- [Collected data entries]
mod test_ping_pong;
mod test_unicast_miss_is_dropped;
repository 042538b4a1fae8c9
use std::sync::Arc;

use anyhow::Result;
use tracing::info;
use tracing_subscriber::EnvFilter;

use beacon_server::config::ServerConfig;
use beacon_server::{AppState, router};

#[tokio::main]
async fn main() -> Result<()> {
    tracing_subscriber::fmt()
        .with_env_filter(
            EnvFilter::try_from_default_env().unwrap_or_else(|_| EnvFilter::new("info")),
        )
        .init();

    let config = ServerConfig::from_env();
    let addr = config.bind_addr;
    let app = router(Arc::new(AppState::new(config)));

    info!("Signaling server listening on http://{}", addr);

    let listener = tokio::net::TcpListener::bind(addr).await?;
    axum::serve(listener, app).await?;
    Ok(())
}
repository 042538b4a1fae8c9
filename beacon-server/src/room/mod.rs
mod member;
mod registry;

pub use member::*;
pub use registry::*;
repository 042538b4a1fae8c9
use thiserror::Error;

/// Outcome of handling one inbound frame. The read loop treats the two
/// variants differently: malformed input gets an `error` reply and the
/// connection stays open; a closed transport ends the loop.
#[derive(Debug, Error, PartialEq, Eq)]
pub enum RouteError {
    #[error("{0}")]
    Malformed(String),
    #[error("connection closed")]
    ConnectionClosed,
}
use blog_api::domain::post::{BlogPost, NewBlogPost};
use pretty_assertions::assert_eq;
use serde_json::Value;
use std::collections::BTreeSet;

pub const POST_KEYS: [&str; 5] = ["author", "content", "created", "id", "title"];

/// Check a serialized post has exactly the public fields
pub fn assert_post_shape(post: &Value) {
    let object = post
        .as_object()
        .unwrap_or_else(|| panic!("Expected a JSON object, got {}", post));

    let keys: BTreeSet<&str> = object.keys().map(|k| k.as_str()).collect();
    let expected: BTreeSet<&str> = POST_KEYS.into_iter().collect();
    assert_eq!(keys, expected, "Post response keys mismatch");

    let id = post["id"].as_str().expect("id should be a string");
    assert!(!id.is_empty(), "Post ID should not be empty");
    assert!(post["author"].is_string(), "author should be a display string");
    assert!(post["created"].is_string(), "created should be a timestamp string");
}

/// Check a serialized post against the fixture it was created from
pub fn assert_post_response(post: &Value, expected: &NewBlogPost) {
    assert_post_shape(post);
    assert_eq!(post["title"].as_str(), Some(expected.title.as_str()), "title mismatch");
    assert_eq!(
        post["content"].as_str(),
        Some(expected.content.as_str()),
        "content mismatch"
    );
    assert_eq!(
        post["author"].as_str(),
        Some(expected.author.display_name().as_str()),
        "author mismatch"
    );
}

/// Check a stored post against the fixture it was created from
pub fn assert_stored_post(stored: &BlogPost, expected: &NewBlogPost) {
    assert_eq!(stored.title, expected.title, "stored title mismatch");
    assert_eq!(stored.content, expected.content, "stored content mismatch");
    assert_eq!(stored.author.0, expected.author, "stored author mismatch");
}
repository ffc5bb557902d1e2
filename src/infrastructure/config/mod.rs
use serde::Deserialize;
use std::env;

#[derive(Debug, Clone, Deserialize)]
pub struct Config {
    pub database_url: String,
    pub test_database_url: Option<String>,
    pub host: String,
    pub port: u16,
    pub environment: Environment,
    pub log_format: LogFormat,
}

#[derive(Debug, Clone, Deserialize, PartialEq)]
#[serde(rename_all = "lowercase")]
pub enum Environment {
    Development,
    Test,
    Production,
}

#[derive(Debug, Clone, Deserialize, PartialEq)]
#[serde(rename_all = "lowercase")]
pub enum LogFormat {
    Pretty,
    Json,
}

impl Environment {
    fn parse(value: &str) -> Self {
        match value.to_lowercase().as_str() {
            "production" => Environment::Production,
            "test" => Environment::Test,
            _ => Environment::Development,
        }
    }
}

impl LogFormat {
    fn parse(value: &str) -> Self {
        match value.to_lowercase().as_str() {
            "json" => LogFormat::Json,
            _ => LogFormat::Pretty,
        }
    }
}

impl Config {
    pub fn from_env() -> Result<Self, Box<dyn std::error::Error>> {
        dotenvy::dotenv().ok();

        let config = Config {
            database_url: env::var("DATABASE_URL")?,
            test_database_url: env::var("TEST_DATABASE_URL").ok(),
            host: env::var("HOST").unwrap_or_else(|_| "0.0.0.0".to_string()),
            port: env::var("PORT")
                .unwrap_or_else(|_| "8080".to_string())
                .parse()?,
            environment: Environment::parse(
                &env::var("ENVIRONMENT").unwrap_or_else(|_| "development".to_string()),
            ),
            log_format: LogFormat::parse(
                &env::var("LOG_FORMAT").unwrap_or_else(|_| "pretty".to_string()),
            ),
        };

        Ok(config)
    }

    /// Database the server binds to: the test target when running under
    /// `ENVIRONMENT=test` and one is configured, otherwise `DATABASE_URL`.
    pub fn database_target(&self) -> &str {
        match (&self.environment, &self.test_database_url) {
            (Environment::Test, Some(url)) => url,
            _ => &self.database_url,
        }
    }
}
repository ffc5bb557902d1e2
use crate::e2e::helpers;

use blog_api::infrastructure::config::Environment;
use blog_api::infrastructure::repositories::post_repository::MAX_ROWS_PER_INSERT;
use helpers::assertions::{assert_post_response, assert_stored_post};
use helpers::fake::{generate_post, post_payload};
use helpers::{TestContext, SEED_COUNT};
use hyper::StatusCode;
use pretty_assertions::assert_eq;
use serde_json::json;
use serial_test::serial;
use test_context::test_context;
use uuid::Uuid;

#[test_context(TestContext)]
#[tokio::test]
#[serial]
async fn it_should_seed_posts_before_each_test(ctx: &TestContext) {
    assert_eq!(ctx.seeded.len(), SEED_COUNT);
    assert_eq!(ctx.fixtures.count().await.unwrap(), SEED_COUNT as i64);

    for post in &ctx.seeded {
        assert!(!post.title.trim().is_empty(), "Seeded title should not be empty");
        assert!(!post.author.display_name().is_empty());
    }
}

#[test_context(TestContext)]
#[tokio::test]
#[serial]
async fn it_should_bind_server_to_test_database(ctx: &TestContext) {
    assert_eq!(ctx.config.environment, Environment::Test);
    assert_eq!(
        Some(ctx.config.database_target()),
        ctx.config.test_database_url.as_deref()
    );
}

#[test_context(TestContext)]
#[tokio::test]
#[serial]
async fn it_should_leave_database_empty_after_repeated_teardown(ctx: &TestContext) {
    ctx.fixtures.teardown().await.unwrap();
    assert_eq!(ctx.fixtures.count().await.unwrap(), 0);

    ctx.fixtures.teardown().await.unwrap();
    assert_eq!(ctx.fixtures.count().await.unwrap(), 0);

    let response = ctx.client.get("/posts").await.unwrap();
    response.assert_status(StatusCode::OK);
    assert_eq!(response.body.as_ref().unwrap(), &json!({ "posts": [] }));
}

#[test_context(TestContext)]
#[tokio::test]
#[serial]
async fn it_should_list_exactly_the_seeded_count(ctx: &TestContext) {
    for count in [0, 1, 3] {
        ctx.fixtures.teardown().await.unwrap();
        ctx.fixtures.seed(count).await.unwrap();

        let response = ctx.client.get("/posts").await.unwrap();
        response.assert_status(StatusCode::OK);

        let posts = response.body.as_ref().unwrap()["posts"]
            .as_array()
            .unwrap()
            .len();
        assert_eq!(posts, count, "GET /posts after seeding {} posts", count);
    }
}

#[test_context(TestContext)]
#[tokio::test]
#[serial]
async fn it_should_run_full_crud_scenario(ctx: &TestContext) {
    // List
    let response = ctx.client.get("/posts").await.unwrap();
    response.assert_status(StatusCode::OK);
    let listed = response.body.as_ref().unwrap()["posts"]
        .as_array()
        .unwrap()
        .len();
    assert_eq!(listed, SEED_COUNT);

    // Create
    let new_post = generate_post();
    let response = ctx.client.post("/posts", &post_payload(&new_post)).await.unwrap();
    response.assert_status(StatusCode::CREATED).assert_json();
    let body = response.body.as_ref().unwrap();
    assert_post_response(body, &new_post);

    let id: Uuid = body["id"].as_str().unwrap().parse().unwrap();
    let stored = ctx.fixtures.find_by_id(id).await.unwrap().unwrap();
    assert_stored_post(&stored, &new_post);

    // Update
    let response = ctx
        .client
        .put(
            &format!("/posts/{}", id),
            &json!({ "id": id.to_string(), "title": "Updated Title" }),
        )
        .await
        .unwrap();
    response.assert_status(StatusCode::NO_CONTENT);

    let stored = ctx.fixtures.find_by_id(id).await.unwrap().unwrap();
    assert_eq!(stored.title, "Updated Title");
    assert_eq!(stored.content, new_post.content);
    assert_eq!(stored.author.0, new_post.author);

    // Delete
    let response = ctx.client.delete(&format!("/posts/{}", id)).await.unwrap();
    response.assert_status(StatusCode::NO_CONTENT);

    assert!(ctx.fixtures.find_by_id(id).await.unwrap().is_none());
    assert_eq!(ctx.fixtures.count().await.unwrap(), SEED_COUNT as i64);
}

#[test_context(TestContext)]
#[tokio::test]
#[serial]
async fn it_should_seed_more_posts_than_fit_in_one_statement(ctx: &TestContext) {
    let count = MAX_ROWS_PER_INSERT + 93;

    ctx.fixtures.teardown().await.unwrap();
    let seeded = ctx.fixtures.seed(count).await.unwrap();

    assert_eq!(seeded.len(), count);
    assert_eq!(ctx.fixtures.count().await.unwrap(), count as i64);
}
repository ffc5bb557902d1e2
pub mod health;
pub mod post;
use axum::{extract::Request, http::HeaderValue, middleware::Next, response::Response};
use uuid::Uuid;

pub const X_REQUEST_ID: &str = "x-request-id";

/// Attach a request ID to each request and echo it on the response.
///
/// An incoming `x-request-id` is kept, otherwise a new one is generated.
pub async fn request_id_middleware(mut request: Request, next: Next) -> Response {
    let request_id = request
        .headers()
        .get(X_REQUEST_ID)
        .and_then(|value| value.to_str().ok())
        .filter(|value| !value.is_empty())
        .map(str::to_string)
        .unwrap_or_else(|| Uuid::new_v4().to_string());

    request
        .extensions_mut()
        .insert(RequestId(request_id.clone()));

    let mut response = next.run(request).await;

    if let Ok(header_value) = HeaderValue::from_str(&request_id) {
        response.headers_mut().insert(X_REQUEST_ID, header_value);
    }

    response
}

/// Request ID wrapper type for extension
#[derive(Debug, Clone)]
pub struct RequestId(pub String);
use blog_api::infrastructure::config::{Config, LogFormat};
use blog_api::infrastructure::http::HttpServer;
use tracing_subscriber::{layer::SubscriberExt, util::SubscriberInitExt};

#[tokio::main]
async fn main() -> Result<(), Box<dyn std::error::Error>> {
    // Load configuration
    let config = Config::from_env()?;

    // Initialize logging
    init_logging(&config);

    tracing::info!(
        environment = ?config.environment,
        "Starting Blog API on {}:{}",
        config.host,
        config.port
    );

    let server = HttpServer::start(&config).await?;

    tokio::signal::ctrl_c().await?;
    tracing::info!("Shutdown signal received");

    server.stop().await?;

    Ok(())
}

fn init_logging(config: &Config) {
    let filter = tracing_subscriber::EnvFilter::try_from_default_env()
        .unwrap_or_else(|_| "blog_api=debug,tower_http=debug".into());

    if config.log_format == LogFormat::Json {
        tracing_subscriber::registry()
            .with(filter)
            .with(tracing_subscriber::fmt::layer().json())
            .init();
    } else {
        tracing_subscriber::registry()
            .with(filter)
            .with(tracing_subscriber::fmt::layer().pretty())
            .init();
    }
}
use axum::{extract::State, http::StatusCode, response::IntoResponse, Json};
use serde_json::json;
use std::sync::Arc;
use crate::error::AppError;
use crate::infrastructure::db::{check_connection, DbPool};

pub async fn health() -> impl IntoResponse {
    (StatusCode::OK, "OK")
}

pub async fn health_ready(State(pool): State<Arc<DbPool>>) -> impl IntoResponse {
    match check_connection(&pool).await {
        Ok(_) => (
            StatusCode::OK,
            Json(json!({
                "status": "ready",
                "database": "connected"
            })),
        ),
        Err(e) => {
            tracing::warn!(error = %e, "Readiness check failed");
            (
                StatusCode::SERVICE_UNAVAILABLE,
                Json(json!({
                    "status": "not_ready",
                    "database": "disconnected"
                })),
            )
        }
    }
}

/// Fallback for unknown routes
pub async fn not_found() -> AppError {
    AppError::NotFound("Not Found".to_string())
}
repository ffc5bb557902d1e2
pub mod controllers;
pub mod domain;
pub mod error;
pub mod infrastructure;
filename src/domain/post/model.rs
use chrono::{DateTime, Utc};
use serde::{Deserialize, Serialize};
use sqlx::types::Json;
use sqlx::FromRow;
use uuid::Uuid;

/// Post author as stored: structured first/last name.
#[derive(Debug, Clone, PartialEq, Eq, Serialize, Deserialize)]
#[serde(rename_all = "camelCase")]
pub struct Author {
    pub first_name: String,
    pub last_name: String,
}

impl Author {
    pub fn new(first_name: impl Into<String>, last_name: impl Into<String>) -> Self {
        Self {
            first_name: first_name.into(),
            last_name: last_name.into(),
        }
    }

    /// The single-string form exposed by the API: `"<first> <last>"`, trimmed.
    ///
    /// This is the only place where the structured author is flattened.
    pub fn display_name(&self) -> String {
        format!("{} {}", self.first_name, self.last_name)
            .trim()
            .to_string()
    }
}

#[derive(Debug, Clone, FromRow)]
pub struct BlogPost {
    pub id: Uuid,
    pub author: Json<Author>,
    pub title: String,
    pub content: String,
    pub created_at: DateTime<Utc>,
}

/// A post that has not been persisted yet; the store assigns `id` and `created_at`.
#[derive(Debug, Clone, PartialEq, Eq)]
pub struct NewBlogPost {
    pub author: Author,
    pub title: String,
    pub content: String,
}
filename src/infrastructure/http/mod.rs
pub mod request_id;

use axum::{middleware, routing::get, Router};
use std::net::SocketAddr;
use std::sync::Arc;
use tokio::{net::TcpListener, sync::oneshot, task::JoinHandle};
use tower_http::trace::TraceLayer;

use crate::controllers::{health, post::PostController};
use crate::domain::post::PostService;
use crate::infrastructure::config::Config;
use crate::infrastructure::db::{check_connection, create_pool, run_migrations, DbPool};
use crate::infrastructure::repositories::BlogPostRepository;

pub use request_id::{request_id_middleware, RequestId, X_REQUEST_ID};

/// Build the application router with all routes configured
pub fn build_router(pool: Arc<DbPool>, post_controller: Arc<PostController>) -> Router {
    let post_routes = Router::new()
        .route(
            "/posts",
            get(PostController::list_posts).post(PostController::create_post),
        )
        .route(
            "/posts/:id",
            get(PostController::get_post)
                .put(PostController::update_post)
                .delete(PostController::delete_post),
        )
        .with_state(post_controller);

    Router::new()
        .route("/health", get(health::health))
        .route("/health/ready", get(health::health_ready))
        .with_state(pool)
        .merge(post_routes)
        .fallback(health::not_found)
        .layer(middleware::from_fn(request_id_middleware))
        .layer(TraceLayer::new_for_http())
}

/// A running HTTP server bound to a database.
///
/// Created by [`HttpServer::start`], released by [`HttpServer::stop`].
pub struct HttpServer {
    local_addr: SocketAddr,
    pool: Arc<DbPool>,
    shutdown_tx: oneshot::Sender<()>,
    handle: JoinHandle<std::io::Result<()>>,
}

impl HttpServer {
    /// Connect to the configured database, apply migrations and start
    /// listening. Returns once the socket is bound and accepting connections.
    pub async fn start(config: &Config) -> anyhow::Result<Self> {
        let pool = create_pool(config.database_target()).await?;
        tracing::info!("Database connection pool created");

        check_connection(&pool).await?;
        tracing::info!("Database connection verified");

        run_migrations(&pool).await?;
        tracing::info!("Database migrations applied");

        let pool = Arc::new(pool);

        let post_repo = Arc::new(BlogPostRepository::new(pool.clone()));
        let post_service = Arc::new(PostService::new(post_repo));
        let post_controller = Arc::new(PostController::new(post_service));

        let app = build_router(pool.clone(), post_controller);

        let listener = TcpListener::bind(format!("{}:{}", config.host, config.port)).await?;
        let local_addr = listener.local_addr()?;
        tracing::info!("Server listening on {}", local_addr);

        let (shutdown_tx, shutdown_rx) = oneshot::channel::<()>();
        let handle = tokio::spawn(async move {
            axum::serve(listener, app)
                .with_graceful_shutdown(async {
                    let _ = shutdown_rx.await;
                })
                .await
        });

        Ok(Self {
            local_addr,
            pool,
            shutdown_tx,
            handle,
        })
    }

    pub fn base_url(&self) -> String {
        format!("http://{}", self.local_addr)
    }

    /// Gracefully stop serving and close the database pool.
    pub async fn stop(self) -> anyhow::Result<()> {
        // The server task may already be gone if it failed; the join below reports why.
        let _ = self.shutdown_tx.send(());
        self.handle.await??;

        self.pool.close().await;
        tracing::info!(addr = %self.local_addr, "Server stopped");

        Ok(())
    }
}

- [What you have to do] Please return every line from the first one in the records above down to the line containing "async fn main() -> Result<()>", including both, exactly as written and nothing more.

- [Exercise result]
mod test_ping_pong;
mod test_unicast_miss_is_dropped;
repository 042538b4a1fae8c9
use std::sync::Arc;

use anyhow::Result;
use tracing::info;
use tracing_subscriber::EnvFilter;

use beacon_server::config::ServerConfig;
use beacon_server::{AppState, router};

#[tokio::main]
async fn main() -> Result<()> {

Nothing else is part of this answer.